The emergence of sophisticated Artificial Intelligence (AI) and machine learning tools poses a challenge to archives and records professionals, who are accustomed to understanding and documenting the activities of human agents rather than the often-opaque processes of sophisticated AI functioning. Preliminary work has proposed the term paradata to describe the unique documentation needs that emerge for archivists using AI tools to process records in their collections. For the purposes of archivists working with AI, paradata is conceptualized here as information recorded and preserved about records’ processing with AI tools; it is a category of data that is defined both by its relationship with other datasets and by the documentary purpose it serves. This article surveys relevant literature across three contexts to scope the relevant scholarship that archivists may draw upon to develop appropriate AI documentation practices. From the statistical social sciences and the visual heritage fields, the article discusses existing definitions of paradata and its ambiguous, often contextually dependent relationship with existing metadata categories.
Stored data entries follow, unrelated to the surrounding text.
//! End-user view — packages currently in storage for one surname.

use std::sync::Arc;

use color_eyre::eyre::Result;
use crossterm::event::{KeyCode, KeyEvent};
use ratatui::Frame;
use ratatui::layout::{Constraint, Layout, Rect};
use ratatui::text::{Line, Span};
use ratatui::widgets::{Block, BorderType, Borders, Cell, Paragraph, Row, Table};

use stowage_core::{LoadState, Package, PackageFilter, Summary};

use crate::action::Action;
use crate::component::Component;
use crate::theme;
use crate::widgets::fmt;

pub struct UserScreen {
    surname: String,
    packages: Arc<Vec<Arc<Package>>>,
    load_state: LoadState,
}

impl UserScreen {
    pub fn new() -> Self {
        Self {
            surname: String::new(),
            packages: Arc::new(Vec::new()),
            load_state: LoadState::Idle,
        }
    }

    fn visible(&self) -> Vec<Arc<Package>> {
        PackageFilter::for_surname(&self.surname).apply(&self.packages)
    }
}

impl Component for UserScreen {
    fn handle_key_event(&mut self, key: KeyEvent) -> Result<Option<Action>> {
        match key.code {
            KeyCode::Char('r') => Ok(Some(Action::Refresh)),
            KeyCode::Esc | KeyCode::Char('q') => Ok(Some(Action::Logout)),
            _ => Ok(None),
        }
    }

    fn update(&mut self, action: &Action) -> Result<Option<Action>> {
        match action {
            Action::LoginUser(surname) => {
                self.surname = surname.clone();
            }
            Action::PackagesUpdated(snapshot) => {
                self.packages = snapshot.clone();
            }
            Action::LoadStateChanged(state) => {
                self.load_state = state.clone();
            }
            _ => {}
        }
        Ok(None)
    }

    #[allow(clippy::too_many_lines)]
    fn render(&self, frame: &mut Frame, area: Rect) {
        let layout = Layout::vertical([Constraint::Length(3), Constraint::Min(3)]).split(area);

        let visible = self.visible();
        let summary = Summary::of(&visible);

        // ── Summary strip ────────────────────────────────────────────
        let summary_line = Line::from(vec![
            Span::styled(" In storage for ", theme::form_label()),
            Span::styled(&self.surname, theme::title_style()),
            Span::styled(
                format!(
                    ":  {} package{}, {}",
                    summary.package_count,
                    if summary.package_count == 1 { "" } else { "s" },
                    fmt::weight(summary.total_weight_kg),
                ),
                theme::form_label(),
            ),
        ]);
        frame.render_widget(
            Paragraph::new(summary_line).block(
                Block::default()
                    .borders(Borders::ALL)
                    .border_type(BorderType::Rounded)
                    .border_style(theme::border_default()),
            ),
            layout[0],
        );

        // ── Package table / placeholder states ───────────────────────
        let block = Block::default()
            .title(Span::styled(" My Packages ", theme::title_style()))
            .borders(Borders::ALL)
            .border_type(BorderType::Rounded)
            .border_style(theme::border_default());

        match &self.load_state {
            LoadState::Errored(message) => {
                let lines = vec![
                    Line::from(""),
                    Line::from(Span::styled(
                        format!("  Could not load packages: {message}"),
                        theme::error_text(),
                    )),
                    Line::from(""),
                    Line::from(Span::styled("  Press r to retry.", theme::key_hint())),
                ];
                frame.render_widget(Paragraph::new(lines).block(block), layout[1]);
            }
            LoadState::Idle | LoadState::Loading => {
                frame.render_widget(
                    Paragraph::new(Line::from(Span::styled(
                        "  Loading…",
                        theme::key_hint(),
                    )))
                    .block(block),
                    layout[1],
                );
            }
            LoadState::Ready => {
                if visible.is_empty() {
                    frame.render_widget(
                        Paragraph::new(Line::from(Span::styled(
                            "  No packages waiting for you.",
                            theme::key_hint(),
                        )))
                        .block(block),
                        layout[1],
                    );
                    return;
                }

                let rows: Vec<Row> = visible
                    .iter()
                    .map(|p| {
                        Row::new(vec![
                            Cell::from(p.id.clone()),
                            Cell::from(fmt::weight(p.weight_kg)),
                            Cell::from(fmt::arrival(p.arrival)),
                        ])
                        .style(theme::table_row())
                    })
                    .collect();

                let table = Table::new(
                    rows,
                    [
                        Constraint::Min(16),
                        Constraint::Length(10),
                        Constraint::Length(18),
                    ],
                )
                .header(
                    Row::new(vec!["Tracking ID", "Weight", "Arrived"])
                        .style(theme::table_header()),
                )
                .block(block);

                frame.render_widget(table, layout[1]);
            }
        }
    }
}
Approaching the problem from a sociotechnical perspective, literature on Explainable Artificial Intelligence (XAI) insists pointedly that explainability be attuned to specific users’ stated needs—needs that archivists may better articulate using the framework of paradata. Most importantly, the article situates AI as a challenge to accountability, transparency, and impartiality in archives by introducing an unfamiliar non-human agency, one that pushes the limits of existing archival practice and demands the development of new concepts and vocabularies to shape future technological and methodological developments in archives.